A hegemonia do dólar está em risco?
Nos últimos meses, o dólar tem perdido valor. O DXY, indicador que mede o desempenho do dólar em relação a uma cesta de diversas moedas no mundo, tem queda de cerca de 10% neste ano. Ao mesmo tempo, o tarifaço imposto pelo presidente dos Estados Unidos, Donald Trump, tem causado um efeito de aproximação comercial entre outros países, com o Brics, inclusive, discutindo alternativas ao dólar.

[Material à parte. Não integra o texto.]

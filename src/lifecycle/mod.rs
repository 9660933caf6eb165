//! Lifecycle management subsystem.
//!
//! # Data Flow
//! ```text
//! Startup (startup.rs):
//!     Load config → Connect store and bus → Build orchestrator → Warm up
//!     subscriptions → Start listener
//!
//! Detached work (tasks.rs):
//!     Propagation, graph writes, consumers → bounded pool off the request path
//!
//! Shutdown (shutdown.rs, signals.rs):
//!     SIGINT/SIGTERM → trigger → server drains, consumer loops exit
//! ```
//!
//! # Design Decisions
//! - Ordered startup: config first, then backends, then listeners
//! - Fail fast: a backend that cannot be reached at startup is fatal
//! - Detached tasks never inherit a request's cancellation

pub mod shutdown;
pub mod signals;
pub mod startup;
pub mod tasks;

pub use shutdown::{Shutdown, ShutdownSignal};
pub use tasks::{TaskPool, TaskStats};
//! Photo-backed extractor and sample source.
//!
//! Face encodings are computed by an external encoding tool which writes a
//! JSON sidecar next to each photo (`face_01.jpg` -> `face_01.json`):
//!
//! ```json
//! { "faces": [ { "encoding": [0.01, -0.12, ...] } ] }
//! ```
//!
//! Faces are listed largest first, so the first entry is the dominant face.

use std::path::{Path, PathBuf};

use rollcall_core::{CancelToken, Encoding, EncodingExtractor, Error, Sample, SampleSource};
use serde::Deserialize;

#[derive(Debug, Deserialize)]
struct EncodingSidecar {
    #[serde(default)]
    faces: Vec<SidecarFace>,
}

#[derive(Debug, Deserialize)]
struct SidecarFace {
    encoding: Vec<f32>,
}

/// Reads encodings from JSON sidecars produced by the external encoder.
#[derive(Debug, Clone, Copy, Default)]
pub struct SidecarExtractor;

impl SidecarExtractor {
    /// Sidecar location for a photo; a `.json` path is its own sidecar.
    pub fn sidecar_path(photo: &Path) -> PathBuf {
        if photo.extension().is_some_and(|ext| ext == "json") {
            photo.to_path_buf()
        } else {
            photo.with_extension("json")
        }
    }
}

impl EncodingExtractor<Path> for SidecarExtractor {
    fn extract(&self, image: &Path) -> rollcall_core::Result<Option<Encoding>> {
        let sidecar = Self::sidecar_path(image);
        let data = std::fs::read(&sidecar).map_err(|err| {
            Error::Extraction(format!("{}: {err}", sidecar.display()))
        })?;
        let parsed: EncodingSidecar = serde_json::from_slice(&data)
            .map_err(|err| Error::Extraction(format!("{}: {err}", sidecar.display())))?;
        Ok(parsed
            .faces
            .into_iter()
            .next()
            .map(|face| Encoding::new(face.encoding)))
    }
}

impl EncodingExtractor<PathBuf> for SidecarExtractor {
    fn extract(&self, image: &PathBuf) -> rollcall_core::Result<Option<Encoding>> {
        EncodingExtractor::<Path>::extract(self, image.as_path())
    }
}

/// Replays a fixed list of photos as session samples.
pub struct PhotoSequence {
    photos: std::vec::IntoIter<PathBuf>,
    cancel: CancelToken,
}

impl PhotoSequence {
    pub fn new(photos: Vec<PathBuf>, cancel: CancelToken) -> Self {
        Self {
            photos: photos.into_iter(),
            cancel,
        }
    }
}

impl SampleSource for PhotoSequence {
    type Image = PathBuf;

    fn next_sample(&mut self) -> Sample<PathBuf> {
        if self.cancel.is_cancelled() {
            return Sample::Cancelled;
        }
        match self.photos.next() {
            Some(photo) => Sample::Frame(photo),
            None => Sample::Exhausted,
        }
    }
}
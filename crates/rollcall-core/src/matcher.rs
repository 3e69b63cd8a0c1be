//! Nearest-encoding matching with a distance-derived confidence score.
//!
//! Every encoding of every gallery entry is compared; a person matches when
//! any one of their encodings is close enough.

use serde::{Deserialize, Serialize};

use crate::error::{Error, Result};
use crate::types::{Decision, Encoding, MatchResult, Person};

/// Distance at or below which a pair may be accepted.
pub const DEFAULT_ACCEPT_THRESHOLD: f32 = 0.6;
/// Distance at which confidence reaches zero.
pub const DEFAULT_DISTANCE_SCALE: f32 = 1.0;

/// Calibration for a particular encoding space.
#[derive(Debug, Clone, Copy, PartialEq, Serialize, Deserialize)]
pub struct MatchParams {
    pub accept_threshold: f32,
    pub distance_scale: f32,
}

impl Default for MatchParams {
    fn default() -> Self {
        Self {
            accept_threshold: DEFAULT_ACCEPT_THRESHOLD,
            distance_scale: DEFAULT_DISTANCE_SCALE,
        }
    }
}

impl MatchParams {
    pub fn new(accept_threshold: f32, distance_scale: f32) -> Result<Self> {
        let params = Self {
            accept_threshold,
            distance_scale,
        };
        params.validate()?;
        Ok(params)
    }

    pub fn validate(&self) -> Result<()> {
        if !self.accept_threshold.is_finite() || self.accept_threshold < 0.0 {
            return Err(Error::InvalidInput(format!(
                "accept_threshold must be a non-negative number, got {}",
                self.accept_threshold
            )));
        }
        if !self.distance_scale.is_finite() || self.distance_scale <= 0.0 {
            return Err(Error::InvalidInput(format!(
                "distance_scale must be positive, got {}",
                self.distance_scale
            )));
        }
        Ok(())
    }

    /// Map a distance onto a 0–100 confidence percentage.
    pub fn confidence(&self, distance: f32) -> f32 {
        if !distance.is_finite() {
            return 0.0;
        }
        (100.0 * (1.0 - distance / self.distance_scale)).clamp(0.0, 100.0)
    }

    /// Accept when within the distance threshold and confident enough.
    pub fn decide(&self, distance: f32, confidence: f32, min_confidence: f32) -> Decision {
        if distance <= self.accept_threshold && confidence >= min_confidence {
            Decision::Match
        } else {
            Decision::NoMatch
        }
    }
}

/// Strategy for comparing a query encoding against a gallery of persons.
pub trait Matcher {
    fn compare(&self, query: &Encoding, gallery: &[Person], min_confidence: f32) -> MatchResult;
}

/// Euclidean nearest-encoding matcher.
#[derive(Debug, Clone, Copy, Default)]
pub struct EuclideanMatcher {
    pub params: MatchParams,
}

impl EuclideanMatcher {
    pub fn new(params: MatchParams) -> Self {
        Self { params }
    }
}

impl Matcher for EuclideanMatcher {
    fn compare(&self, query: &Encoding, gallery: &[Person], min_confidence: f32) -> MatchResult {
        let mut best: Option<(usize, usize, f32)> = None;

        for (p, person) in gallery.iter().enumerate() {
            for (e, stored) in person.encodings.iter().enumerate() {
                if stored.dim() != query.dim() {
                    tracing::warn!(
                        person = person.id,
                        expected = query.dim(),
                        found = stored.dim(),
                        "skipping encoding with mismatched dimension"
                    );
                    continue;
                }
                let distance = query.euclidean_distance(stored);
                let is_better = match best {
                    None => true,
                    Some((_, _, prev)) => distance < prev,
                };
                if is_better {
                    best = Some((p, e, distance));
                }
            }
        }

        let Some((p, e, distance)) = best else {
            return MatchResult::empty();
        };

        let person = &gallery[p];
        let confidence = self.params.confidence(distance);
        MatchResult {
            matched_id: Some(person.id),
            name: Some(person.name.clone()),
            encoding_index: Some(e),
            distance,
            confidence,
            decision: self.params.decide(distance, confidence, min_confidence),
        }
    }
}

Apesar disso, a moeda norte-americana ainda representa a maior parte das reservas cambiais dos bancos centrais, domina os pagamentos internacionais e serve como ativo de reserva em períodos de instabilidade. “Por mais que estejamos vendo desvalorizações e instabilidades em relação ao dólar, é importante lembrar que o período de consolidação do dólar como reserva internacional é de 80 anos”, diz Carla.
“O dólar ainda domina como moeda de reserva global e o desequilíbrio dela também vai impactar as reservas dos outros países. Por isso, o processo é lento. Mas, sim, há um movimento em curso para que ele perca talvez um pouco da sua potência, não que ele seja totalmente substituído”, argumenta.
Para a economista, alguns fatores são necessários para que alguma outra moeda supere o dólar. Segundo ela, essa moeda precisa: de confiança generalizada na estabilidade econômica e política do país, ou bloco; de um mercado financeiro adaptado e com liquidez; de aceitação global nas transações; e, por fim, de uma integração com as infraestruturas, com todas as redes de pagamento operando com essa moeda.
“Há uma possibilidade de uma outra moeda entrar em jogo? Sim, mas ela vai precisar de um tempo considerável, não os mesmos 80 anos, pois o mundo está muito mais veloz, mas um tempo considerável para poder solidificar”, finaliza Carla Beni.